未来志向のロータリークラブへ

私が40歳を前にして、東京西南ロータリークラブに入会し、2年が経ちました。40を過ぎ、人生のちょうど折り返し地点に来て、ようやくにして自分の使命に向けて事業を行い、週末は子供達と遊びながら、私という一人の人間の一生を眺めながら日々を送るようになってきました。

先週の金曜日に福岡の大濠公園にて一番下の娘とデートをしましたが、平日の日中とあって、お年寄りの方が多くいらっしゃいました。少し早いランチを食べている時に、隣にいたおばあちゃん達の会話が耳に入ってきました。

「平和よね~」

秋晴れの空の下、公園の池沿いにあるカフェですので、それは長閑で平和という言葉を象徴するような光景が広がっています。おそらく80代の後半くらいと思われるおばあちゃん達からしみじみと発せられた言葉が自然と耳に入ってきたのです。

他に聞こえた言葉はあまりありませんが、ところどころ聞こえる内容からすると、憲法改正や最近の国際情勢、安倍首相の話しなど、戦争の惨禍を忘れつつある現代を憂うような会話のように聞こえました。

戦後73年、終戦時に生まれた人でさえ73歳。戦争の悲惨な光景を鮮明に記憶している人は80代以上の方々しかいない時代です。あと20年もすれば、戦争を体験し記憶する世代は殆どいなくなってしまうわけです。こうして時とともに、人の生死とともに時代は移り変わっていきます。

私が小学2年生の時の担任の先生は、ちょうどこの年が最後の定年間近の先生でしたが、あの時60前だったとすれば、今まだご健在であったとすれば90歳は過ぎておられると思います。まさに戦争を体験した世代だったわけで、戦争の悲惨さや戦争のない世界の大切さを伝えて下さっていたのをおぼろげな記憶ながらも、その大切なメッセージだけは脳裏に刻み込んで頂けました。

平和ほど尊いものはないという一方では、戦わなければこの平和や豊かな社会も持続できないという状況も生じ得るものです。我々が社会の在りよう、我々一人一人の思想、政治や行政の状況に目を向け、自分さえ良ければいいと願ってしまう心、様々な不正、安全や権利の侵害に対し戦わなければ、我々の将来の世代に良い時代を遺すことは出来ません。この社会を動かす政治的、また経済的権力は、我々の将来に良き力として働かなくなってしまうでしょう。

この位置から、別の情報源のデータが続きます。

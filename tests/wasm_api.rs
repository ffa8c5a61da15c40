#![cfg(target_arch = "wasm32")]

use rummy_engine::wasm_api::{find_opponent_move, get_build_commit};
use serde_json::Value;
use wasm_bindgen_test::*;

fn call(hand: &str, board: &str, config: &str) -> Value {
    serde_json::from_str(&find_opponent_move(hand, board, config, 42)).unwrap()
}

#[wasm_bindgen_test]
fn test_plays_run_from_hand() {
    let response = call(r#"["r1", "r2", "r3", "k9"]"#, "[]", "");
    assert_eq!(response["success"], true);
    assert_eq!(response["strategy"], "simple");
    assert_eq!(response["score"], 3);
    assert_eq!(response["board"], serde_json::json!([["r1", "r2", "r3"]]));
    assert_eq!(response["hand_tiles_used"], serde_json::json!(["r1", "r2", "r3"]));
}

#[wasm_bindgen_test]
fn test_extends_board_run() {
    let response = call(r#"["b7"]"#, r#"[{"type": "run", "tiles": ["b4", "b5", "b6"]}]"#, "{}");
    assert_eq!(response["strategy"], "moderate");
    assert_eq!(response["board"], serde_json::json!([["b4", "b5", "b6", "b7"]]));
}

#[wasm_bindgen_test]
fn test_no_move_is_reported() {
    let response = call(r#"["k9"]"#, "[]", "");
    assert_eq!(response["success"], false);
    assert_eq!(response["score"], 0);
    assert!(response.get("board").is_none());
    assert_eq!(response["reports"].as_array().unwrap().len(), 4);
}

#[wasm_bindgen_test]
fn test_bad_input_is_an_error() {
    let bad_tile = call(r#"["x1"]"#, "[]", "");
    assert_eq!(bad_tile["success"], false);
    assert!(bad_tile["error"].as_str().unwrap().contains("Invalid hand JSON"));

    let bad_meld = call("[]", r#"[{"type": "group", "tiles": ["r1", "r2", "r3"]}]"#, "");
    assert!(bad_meld["error"].as_str().unwrap().contains("Invalid meld"));

    let bad_config = call("[]", "[]", r#"{"group_sample_limit": 0}"#);
    assert!(bad_config["error"].as_str().unwrap().contains("group_sample_limit"));

    let third_copy = call(r#"["r1", "r1", "r1"]"#, "[]", "");
    assert!(third_copy["error"].as_str().unwrap().contains("more than two copies"));
}

#[wasm_bindgen_test]
fn test_build_commit_is_set() {
    assert!(!get_build_commit().is_empty());
}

ロータリークラブは職業奉仕という理念を掲げる親睦団体だと私は思っています。ボランティア、寄付行為を行いますが、核心は事業家が事業を通じて、素晴らしい未来を将来に残していく良心、良識ある社会を持続していく為の交流の場だと思います。そこに世代を超えて多くの事業家が集まり、人類の叡智を世代を超えて繋げていくことが何よりも大切なことだと思います。

物資に溢れかえる豊かな時代、平和に甘え、安全も権利も豊かな暮らしも与えられて当たり前の時代、そして人それぞれが人間とは何か、社会に生きることの状況を正しく見定めるのが難しい時代にあって、ロータリークラブもその存在意義が問われる時代にあると思います。今、この時代の流れの中であるからこそ、ロータリーが後世に豊かな時代を遺していく為に一つの社会的な役割を果たせるように、存在すべき状況があると思っています。

今年、当クラブの高梨会長が、未来志向、ということを打ち出し、当クラブの活動をより充実したものとしていこうとされています。我々が奉仕すべきものは未来にこそあります。今の自分達を満足させることが奉仕ではありませんし、それならばロータリークラブなど存在する意義を持ち得ません。

未来の為に、素晴らしき未来を後世に残すべく、力を合わせていけるのであれば、私もロータリーに存在する意義を見出せるものです。素晴らしき未来を共に望む人々とともにあるロータリークラブであれるように、諸先輩方の体験や叡智を受け継ぎながら、職業奉仕に励んでいきたいと思います。